Why convert MPEG to M4V instead of just renaming the file?

A rename only changes the extension — the underlying container is still MPEG with MPEG-1 / MPEG-2 video and MP2 audio, which TV.app and Apple TV will reject when they try to play it. Converting actually re-encodes into the MPEG-4 container with H.264 or HEVC video and AAC audio that.m4v promises, so the file plays everywhere the Apple ecosystem expects M4V to play.

Will my M4V import into the Apple TV app and iTunes?

Yes — H.264 or HEVC inside an M4V container is exactly what TV.app, the legacy iTunes app on Windows, and the Music app on Mac (for music videos) expect. Drop the converted file into the appropriate library folder or drag it onto the app and it should appear under Home Videos or Movies depending on your library settings.

How do I convert a ripped DVD to M4V?

After ripping the DVD with HandBrake or MakeMKV you'll typically get.vob,.mpg, or.m2v files containing MPEG-2 video and AC-3 or MP2 audio. Upload them here, pick H.264 + AAC (the standard M4V combo), set resolution to "Original" to keep the 720×480 NTSC or 720×576 PAL source dimensions, and convert. Multi-VOB chapters can be uploaded together — set Trim if you want to drop the FBI warning and menu loops.

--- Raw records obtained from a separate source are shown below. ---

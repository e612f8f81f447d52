use std::path::{Path, PathBuf};

use chrono::{DateTime, Utc};
use figment::{
    providers::{Env, Format, Serialized, Toml},
    Figment,
};
use serde::{Deserialize, Serialize};
use strum::{Display, EnumString};
use validator::{Validate, ValidationError};

use crate::error::{Result, SimError};
use crate::simulation::{EnvironmentParams, FaultParams, PowerParams};

pub const DEFAULT_CONFIG_PATH: &str = "config/default.toml";
pub const ENV_PREFIX: &str = "SOLARSIM__";

#[derive(Debug, Clone, Default, Serialize, Deserialize, Validate)]
#[serde(default)]
#[validate(schema(function = "validate_cross_fields"))]
pub struct Config {
    #[validate(nested)]
    pub broker: BrokerConfig,
    #[validate(nested)]
    pub simulation: SimulationConfig,
    #[validate(nested)]
    pub publisher: PublisherConfig,
    pub logging: LoggingConfig,
    #[validate(nested)]
    pub model: ModelConfig,
}

#[derive(Debug, Clone, Copy, PartialEq, Eq, Default, Serialize, Deserialize, Display, EnumString)]
#[serde(rename_all = "snake_case")]
#[strum(serialize_all = "snake_case")]
pub enum Transport {
    #[default]
    Mqtt,
    /// In-process bus, useful for dry runs and tests
    Memory,
}

#[derive(Debug, Clone, Serialize, Deserialize, Validate)]
#[serde(default)]
pub struct BrokerConfig {
    pub transport: Transport,
    #[validate(length(min = 1))]
    pub host: String,
    #[validate(range(min = 1))]
    pub port: u16,
    #[validate(length(min = 1, max = 128))]
    pub client_id: String,
    #[serde(skip_serializing_if = "Option::is_none")]
    pub username: Option<String>,
    #[serde(skip_serializing_if = "Option::is_none")]
    pub password: Option<String>,
    /// Topic prefix: `{namespace}/{site_id}/{kind}`
    #[validate(length(min = 1), custom(function = "validate_namespace"))]
    pub namespace: String,
    #[validate(range(min = 5, max = 3600))]
    pub keep_alive_seconds: u64,
    pub connect_retries: u32,
    #[validate(range(min = 1))]
    pub connect_backoff_ms: u64,
    #[validate(range(min = 1))]
    pub reconnect_interval_seconds: u64,
}

impl Default for BrokerConfig {
    fn default() -> Self {
        Self {
            transport: Transport::Mqtt,
            host: "localhost".into(),
            port: 1883,
            client_id: "solar-fleet-sim".into(),
            username: None,
            password: None,
            namespace: "solar_farms".into(),
            keep_alive_seconds: 60,
            connect_retries: 5,
            connect_backoff_ms: 500,
            reconnect_interval_seconds: 5,
        }
    }
}

fn validate_namespace(ns: &str) -> std::result::Result<(), ValidationError> {
    if ns.contains(['#', '+']) || ns.starts_with('/') || ns.ends_with('/') {
        return Err(ValidationError::new("namespace_not_a_topic_prefix"));
    }
    Ok(())
}

#[derive(Debug, Clone, Serialize, Deserialize, Validate)]
#[serde(default)]
pub struct SimulationConfig {
    #[validate(range(min = 1, max = 100_000))]
    pub site_count: usize,
    pub seed: u64,
    /// At most one simulated day per tick
    #[validate(range(min = 1, max = 86_400))]
    pub publish_interval_seconds: u64,
    /// Simulated seconds per wall-clock second
    #[validate(range(min = 0.001, max = 100_000.0))]
    pub time_scale: f64,
    /// Simulated clock at the first tick; wall clock when unset
    #[serde(skip_serializing_if = "Option::is_none")]
    pub start_time: Option<DateTime<Utc>>,
    #[serde(skip_serializing_if = "Option::is_none")]
    pub max_ticks: Option<u64>,
    #[validate(range(min = 0.0, max = 1.0))]
    pub fault_probability: f64,
    #[validate(range(min = 0.0, max = 1.0))]
    pub maintenance_probability: f64,
}

impl Default for SimulationConfig {
    fn default() -> Self {
        Self {
            site_count: 150,
            seed: 42,
            publish_interval_seconds: 30,
            time_scale: 1.0,
            start_time: None,
            max_ticks: None,
            fault_probability: 0.005,
            maintenance_probability: 0.0001,
        }
    }
}

impl SimulationConfig {
    /// Simulated time between ticks.
    pub fn interval(&self) -> chrono::Duration {
        i64::try_from(self.publish_interval_seconds)
            .ok()
            .and_then(chrono::Duration::try_seconds)
            .unwrap_or(chrono::Duration::MAX)
    }

    /// Wall-clock period between ticks.
    pub fn wall_period(&self) -> std::time::Duration {
        std::time::Duration::try_from_secs_f64(self.publish_interval_seconds as f64 / self.time_scale)
            .unwrap_or(std::time::Duration::ZERO)
    }
}

/// What to discard when the publish queue is full.
#[derive(Debug, Clone, Copy, PartialEq, Eq, Default, Serialize, Deserialize, Display, EnumString)]
#[serde(rename_all = "snake_case")]
#[strum(serialize_all = "snake_case")]
pub enum OverloadPolicy {
    /// Drop the oldest batch not yet started
    #[default]
    DropOldest,
    /// Drop the incoming batch
    SkipTick,
}

#[derive(Debug, Clone, Serialize, Deserialize, Validate)]
#[serde(default)]
pub struct PublisherConfig {
    #[validate(range(min = 1, max = 1024))]
    pub workers: usize,
    #[validate(range(min = 1))]
    pub queue_capacity: usize,
    #[validate(range(min = 1))]
    pub publish_timeout_ms: u64,
    #[validate(range(max = 20))]
    pub max_retries: u32,
    #[validate(range(max = 60_000))]
    pub retry_backoff_ms: u64,
    pub overload_policy: OverloadPolicy,
    pub shutdown_flush_seconds: u64,
}

impl Default for PublisherConfig {
    fn default() -> Self {
        Self {
            workers: 16,
            queue_capacity: 4,
            publish_timeout_ms: 2000,
            max_retries: 2,
            retry_backoff_ms: 100,
            overload_policy: OverloadPolicy::DropOldest,
            shutdown_flush_seconds: 10,
        }
    }
}

#[derive(Debug, Clone, Copy, PartialEq, Eq, Default, Serialize, Deserialize, Display, EnumString)]
#[serde(rename_all = "snake_case")]
#[strum(serialize_all = "snake_case")]
pub enum LogFormat {
    #[default]
    Json,
    Pretty,
}

#[derive(Debug, Clone, Default, Serialize, Deserialize)]
#[serde(default)]
pub struct LoggingConfig {
    pub format: LogFormat,
    /// `EnvFilter` directive used when `RUST_LOG` is unset
    #[serde(skip_serializing_if = "Option::is_none")]
    pub filter: Option<String>,
}

/// Tunable model coefficients.
#[derive(Debug, Clone, Default, Serialize, Deserialize, Validate)]
#[serde(default)]
pub struct ModelConfig {
    #[validate(nested)]
    pub environment: EnvironmentParams,
    #[validate(nested)]
    pub power: PowerParams,
    #[validate(nested)]
    pub faults: FaultParams,
}

fn validate_cross_fields(cfg: &Config) -> std::result::Result<(), ValidationError> {
    if cfg.broker.password.is_some() && cfg.broker.username.is_none() {
        return Err(ValidationError::new("password_without_username"));
    }
    if cfg.simulation.wall_period() < std::time::Duration::from_millis(1) {
        return Err(ValidationError::new("tick_period_below_1ms"));
    }
    Ok(())
}

/// Values set on the command line. `None` leaves the layered value alone.
#[derive(Debug, Clone, Default)]
pub struct Overrides {
    pub host: Option<String>,
    pub port: Option<u16>,
    pub username: Option<String>,
    pub password: Option<String>,
    pub transport: Option<Transport>,
    pub interval_seconds: Option<u64>,
    pub sites: Option<usize>,
    pub seed: Option<u64>,
    pub ticks: Option<u64>,
    pub time_scale: Option<f64>,
}

impl Overrides {
    pub fn apply(self, cfg: &mut Config) {
        if let Some(v) = self.host {
            cfg.broker.host = v;
        }
        if let Some(v) = self.port {
            cfg.broker.port = v;
        }
        if let Some(v) = self.username {
            cfg.broker.username = Some(v);
        }
        if let Some(v) = self.password {
            cfg.broker.password = Some(v);
        }
        if let Some(v) = self.transport {
            cfg.broker.transport = v;
        }
        if let Some(v) = self.interval_seconds {
            cfg.simulation.publish_interval_seconds = v;
        }
        if let Some(v) = self.sites {
            cfg.simulation.site_count = v;
        }
        if let Some(v) = self.seed {
            cfg.simulation.seed = v;
        }
        if let Some(v) = self.ticks {
            cfg.simulation.max_ticks = Some(v);
        }
        if let Some(v) = self.time_scale {
            cfg.simulation.time_scale = v;
        }
    }
}

impl Config {
    /// Defaults, then the TOML file, then `SOLARSIM__SECTION__KEY` variables.
    pub fn figment(path: Option<&Path>) -> Figment {
        let file = path
            .map(Path::to_path_buf)
            .unwrap_or_else(|| PathBuf::from(DEFAULT_CONFIG_PATH));
        Figment::from(Serialized::defaults(Config::default()))
            .merge(Toml::file(file))
            .merge(Env::prefixed(ENV_PREFIX).split("__"))
    }

    /// Layer file and environment, apply CLI overrides, then validate.
    ///
    /// An explicitly given `path` must exist; the default path is optional.
    pub fn load(path: Option<&Path>, overrides: Overrides) -> Result<Self> {
        if let Some(p) = path {
            if !p.exists() {
                return Err(SimError::Configuration(format!(
                    "config file {} not found",
                    p.display()
                )));
            }
        }
        let mut cfg: Config = Self::figment(path).extract()?;
        overrides.apply(&mut cfg);
        cfg.validate()?;
        Ok(cfg)
    }
}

Should I pick H.264 or H.265 / HEVC?

Pick H.264 if you want the file to play on every Apple device ever made, including original Apple TV (1st-3rd gen) and older iPads. Pick H.265 / HEVC if your devices are from 2017 or later (iPhone 7+, Apple TV 4K, recent Macs) — files are roughly 40% smaller at the same visual quality, which matters for 4K library content and iCloud storage.

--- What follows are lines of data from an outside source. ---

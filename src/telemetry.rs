use tokio::signal;
use tokio_util::sync::CancellationToken;
use tracing::{info, warn};
use tracing_appender::non_blocking::WorkerGuard;
use tracing_subscriber::{fmt, layer::SubscriberExt, util::SubscriberInitExt, EnvFilter, Layer};

use crate::config::{LogFormat, LoggingConfig};

const DEFAULT_FILTER: &str = "info,rumqttc=warn";

/// Install the global subscriber. Keep the returned guard alive until exit,
/// dropping it flushes buffered log lines.
pub fn init_tracing(cfg: &LoggingConfig) -> WorkerGuard {
    let (writer, guard) = tracing_appender::non_blocking(std::io::stdout());

    let filter = EnvFilter::try_from_default_env().unwrap_or_else(|_| {
        let directive = cfg.filter.as_deref().unwrap_or(DEFAULT_FILTER);
        EnvFilter::try_new(directive).unwrap_or_else(|_| EnvFilter::new(DEFAULT_FILTER))
    });

    let fmt_layer = match cfg.format {
        LogFormat::Json => fmt::layer().json().with_writer(writer).boxed(),
        LogFormat::Pretty => fmt::layer().pretty().with_writer(writer).boxed(),
    };

    // A subscriber may already be installed (tests, embedding)
    let _ = tracing_subscriber::registry()
        .with(filter)
        .with(fmt_layer)
        .try_init();

    guard
}

/// Resolves on Ctrl+C or SIGTERM.
pub async fn shutdown_signal() {
    let ctrl_c = async {
        if let Err(e) = signal::ctrl_c().await {
            warn!(error = %e, "Ctrl+C handler unavailable");
            std::future::pending::<()>().await;
        }
    };

    #[cfg(unix)]
    let terminate = async {
        match signal::unix::signal(signal::unix::SignalKind::terminate()) {
            Ok(mut sig) => {
                sig.recv().await;
            }
            Err(e) => {
                warn!(error = %e, "SIGTERM handler unavailable");
                std::future::pending::<()>().await;
            }
        }
    };
    #[cfg(not(unix))]
    let terminate = std::future::pending::<()>();

    tokio::select! { _ = ctrl_c => {}, _ = terminate => {}, }
    info!("shutdown signal received");
}

/// Token cancelled once a shutdown signal arrives.
pub fn shutdown_token() -> CancellationToken {
    let token = CancellationToken::new();
    let trigger = token.clone();
    tokio::spawn(async move {
        shutdown_signal().await;
        trigger.cancel();
    });
    token
}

Will I lose quality converting MPEG to M4V?

Not visibly, if you set CRF to 18-20 or pick the "Highest" quality preset. MPEG-2 from a DVD is already lossy at 4-8 Mbps; H.264 at CRF 20 reproduces every detail of that source while encoding to about 1-2 Mbps. For truly archival quality pick CRF 18; for streaming-friendly file sizes CRF 23-25 is the sweet spot.

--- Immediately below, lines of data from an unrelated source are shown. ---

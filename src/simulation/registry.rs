//! # Site Registry
//!
//! Deterministic generation of the simulated fleet. Sites are spread over a
//! fixed table of regions with plausible latitude/longitude bands so that
//! both hemispheres (and therefore opposite seasons) are represented.

use std::collections::HashMap;

use chrono::NaiveDate;
use itertools::Itertools;
use rand::rngs::StdRng;
use rand::seq::SliceRandom;
use rand::{Rng, SeedableRng};
use serde::Serialize;

use crate::domain::{Site, SiteId};
use crate::error::{Result, SimError};

/// A geographic band sites may be placed in.
#[derive(Debug, Clone, Copy)]
pub struct Region {
    pub country: &'static str,
    pub name: &'static str,
    pub timezone: &'static str,
    pub lat_range: (f64, f64),
    pub lon_range: (f64, f64),
}

const fn region(
    country: &'static str,
    name: &'static str,
    timezone: &'static str,
    lat_range: (f64, f64),
    lon_range: (f64, f64),
) -> Region {
    Region {
        country,
        name,
        timezone,
        lat_range,
        lon_range,
    }
}

pub const REGIONS: &[Region] = &[
    // North America
    region("United States", "California", "America/Los_Angeles", (32.0, 42.0), (-124.0, -114.0)),
    region("United States", "Texas", "America/Chicago", (25.0, 37.0), (-107.0, -93.0)),
    region("United States", "Arizona", "America/Phoenix", (31.0, 37.0), (-115.0, -109.0)),
    region("United States", "Nevada", "America/Los_Angeles", (35.0, 42.0), (-120.0, -114.0)),
    region("Canada", "Ontario", "America/Toronto", (42.0, 57.0), (-95.0, -74.0)),
    region("Mexico", "Sonora", "America/Hermosillo", (27.0, 32.0), (-115.0, -108.0)),
    // South America
    region("Brazil", "Minas Gerais", "America/Sao_Paulo", (-22.0, -14.0), (-51.0, -39.0)),
    region("Chile", "Atacama", "America/Santiago", (-29.0, -24.0), (-71.0, -68.0)),
    region("Argentina", "Mendoza", "America/Argentina/Mendoza", (-37.0, -32.0), (-70.0, -66.0)),
    // Europe
    region("Spain", "Andalusia", "Europe/Madrid", (36.0, 38.0), (-7.0, -1.0)),
    region("Germany", "Bavaria", "Europe/Berlin", (47.0, 50.0), (9.0, 13.0)),
    region("Italy", "Sicily", "Europe/Rome", (36.0, 38.0), (12.0, 16.0)),
    region("France", "Provence", "Europe/Paris", (43.0, 45.0), (4.0, 7.0)),
    region("Greece", "Crete", "Europe/Athens", (35.0, 36.0), (23.0, 26.0)),
    // Africa
    region("South Africa", "Northern Cape", "Africa/Johannesburg", (-33.0, -28.0), (16.0, 24.0)),
    region("Morocco", "Ouarzazate", "Africa/Casablanca", (30.0, 32.0), (-8.0, -6.0)),
    region("Egypt", "Aswan", "Africa/Cairo", (24.0, 26.0), (32.0, 34.0)),
    // Asia
    region("India", "Rajasthan", "Asia/Kolkata", (24.0, 30.0), (69.0, 78.0)),
    region("China", "Xinjiang", "Asia/Shanghai", (35.0, 49.0), (73.0, 96.0)),
    region("Japan", "Kyushu", "Asia/Tokyo", (31.0, 34.0), (129.0, 132.0)),
    region("Australia", "Queensland", "Australia/Brisbane", (-29.0, -10.0), (138.0, 154.0)),
    // Middle East
    region("United Arab Emirates", "Abu Dhabi", "Asia/Dubai", (22.0, 26.0), (51.0, 56.0)),
    region("Saudi Arabia", "Riyadh", "Asia/Riyadh", (24.0, 27.0), (46.0, 48.0)),
];

/// Installed capacity classes in kW: small, medium, large, utility scale.
pub const CAPACITY_CLASSES_KW: &[(u32, u32)] = &[
    (1_000, 5_000),
    (5_000, 25_000),
    (25_000, 100_000),
    (100_000, 500_000),
];

const NAME_SUFFIXES: &[&str] = &[
    "Solar Park",
    "Energy Farm",
    "Power Station",
    "Solar Plant",
    "Green Energy Hub",
    "Renewable Center",
    "Solar Complex",
    "Energy Station",
    "Power Farm",
    "Solar Field",
    "Clean Energy Park",
    "Photovoltaic Plant",
    "Solar Installation",
    "Energy Complex",
];

/// Aggregate view of the fleet.
#[derive(Debug, Clone, Serialize)]
pub struct FleetSummary {
    pub total_farms: usize,
    pub total_capacity_kw: f64,
    pub average_capacity_kw: f64,
    pub countries: Vec<String>,
}

/// Ordered, immutable collection of sites.
#[derive(Debug, Clone)]
pub struct SiteRegistry {
    sites: Vec<Site>,
    index: HashMap<SiteId, usize>,
}

impl SiteRegistry {
    /// Generate `count` sites. Same `(count, seed)` always yields the same fleet.
    pub fn generate(count: usize, seed: u64) -> Self {
        let mut rng = StdRng::seed_from_u64(seed);
        let sites = (1..=count).map(|n| generate_site(n, &mut rng)).collect();
        Self::build(sites)
    }

    /// Build a registry from explicit sites. Ids must be unique.
    pub fn from_sites(sites: Vec<Site>) -> Result<Self> {
        if let Some(dup) = sites.iter().map(|s| &s.id).duplicates().next() {
            return Err(SimError::Configuration(format!("duplicate site id {dup}")));
        }
        Ok(Self::build(sites))
    }

    fn build(sites: Vec<Site>) -> Self {
        let index = sites
            .iter()
            .enumerate()
            .map(|(i, s)| (s.id.clone(), i))
            .collect();
        Self { sites, index }
    }

    pub fn lookup(&self, id: &SiteId) -> Result<&Site> {
        self.index
            .get(id)
            .map(|&i| &self.sites[i])
            .ok_or_else(|| SimError::SiteNotFound(id.clone()))
    }

    /// Position of a site in generation order.
    pub fn position(&self, id: &SiteId) -> Option<usize> {
        self.index.get(id).copied()
    }

    pub fn sites(&self) -> &[Site] {
        &self.sites
    }

    pub fn len(&self) -> usize {
        self.sites.len()
    }

    pub fn is_empty(&self) -> bool {
        self.sites.is_empty()
    }

    pub fn summary(&self) -> FleetSummary {
        let total_capacity_kw: f64 = self.sites.iter().map(|s| s.capacity_kw).sum();
        let average_capacity_kw = if self.sites.is_empty() {
            0.0
        } else {
            total_capacity_kw / self.sites.len() as f64
        };
        FleetSummary {
            total_farms: self.sites.len(),
            total_capacity_kw,
            average_capacity_kw,
            countries: self
                .sites
                .iter()
                .map(|s| s.country.clone())
                .unique()
                .sorted()
                .collect(),
        }
    }
}

fn generate_site(n: usize, rng: &mut StdRng) -> Site {
    let region = REGIONS[rng.gen_range(0..REGIONS.len())];

    let latitude = round6(rng.gen_range(region.lat_range.0..=region.lat_range.1));
    let longitude = round6(rng.gen_range(region.lon_range.0..=region.lon_range.1));

    let installation_date = NaiveDate::from_ymd_opt(
        rng.gen_range(2014..=2024),
        rng.gen_range(1..=12),
        rng.gen_range(1..=28),
    )
    .unwrap_or_default();

    let (lo, hi) = CAPACITY_CLASSES_KW[rng.gen_range(0..CAPACITY_CLASSES_KW.len())];
    let capacity_kw = rng.gen_range(lo..=hi) as f64;

    let suffix = NAME_SUFFIXES.choose(rng).copied().unwrap_or("Solar Park");
    let name = format!("{} {} {:03}", region.name, suffix, n);

    Site::new(
        SiteId::from_index(n),
        name,
        latitude,
        longitude,
        region.country,
        region.name,
        region.timezone,
        installation_date,
        capacity_kw,
    )
}

fn round6(v: f64) -> f64 {
    (v * 1e6).round() / 1e6
}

Will the audio survive the conversion?

Yes. MPEG's MP2, AC-3 (Dolby Digital), or LPCM audio is converted to AAC inside the M4V by default — the codec M4V expects. AC-3 can be passed through to preserve 5.1 surround on Apple TV, or transcoded to stereo AAC for compatibility with older Apple hardware. MP3 and MP2 are also available if your workflow needs them.

Can I convert DRM-protected DVDs or iTunes-store M4V?

No. Commercial DVDs use CSS encryption and iTunes / Apple TV M4V purchases use FairPlay DRM — both prevent direct conversion by any online tool. You'll need to first decrypt the DVD with HandBrake's libdvdcss / MakeMKV and feed the resulting.mpg or.mkv into this converter. Personal DVD recordings and broadcast captures convert without issues.

Can I trim or split the MPEG while converting?

Yes. The Trim option takes a start time and a duration, both accepting seconds (12.5) or HH:MM:SS.sss format (00:01:30.500). Useful for dropping the DVD intro / menu, removing commercial breaks from broadcast captures, or splitting a multi-episode disc into individual M4V library entries (run the conversion multiple times with different trim ranges).

What if I want a non-Apple-flavored output?

For sharing outside the Apple ecosystem use MPEG to MP4 — same H.264 / HEVC encoding but with the universal.mp4 extension that Windows, Android, and smart TVs accept without complaint. For Plex / Jellyfin libraries see MPEG to MKV, and for QuickTime workflows see MPEG to MOV.